| WHAT NEEDS TO BE DONE |
The entries below need to be transcribed verbatim.

| EXERCISE DATA |
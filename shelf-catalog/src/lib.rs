//! Resource catalog data model, id assignment and read-only views.
//!
//! This crate has no I/O. `shelf-store` persists these types and
//! `shelf-import` merges ingested candidates into them.

pub mod error;
pub mod ids;
pub mod page;
pub mod types;
pub mod view;

pub use error::ValidationError;
pub use ids::{IdChange, next_id, renumber_all};
pub use page::{DEFAULT_PAGE_SIZE, Page, Pager, PagerAction, paginate, total_pages};
pub use types::*;
pub use view::{
    FieldSet, FieldVisibility, FilterCriterion, PlaylistField, ResourceField, filter,
    group_by_genre, project, project_playlist,
};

| RESULT |
filename shelf-catalog/src/lib.rs
//! Resource catalog data model, id assignment and read-only views.
//!
//! This crate has no I/O. `shelf-store` persists these types and
//! `shelf-import` merges ingested candidates into them.

pub mod error;
pub mod ids;
pub mod page;
pub mod types;
pub mod view;

pub use error::ValidationError;
pub use ids::{IdChange, next_id, renumber_all};
pub use page::{DEFAULT_PAGE_SIZE, Page, Pager, PagerAction, paginate, total_pages};
pub use types::*;
pub use view::{
    FieldSet, FieldVisibility, FilterCriterion, PlaylistField, ResourceField, filter,
    group_by_genre, project, project_playlist,
};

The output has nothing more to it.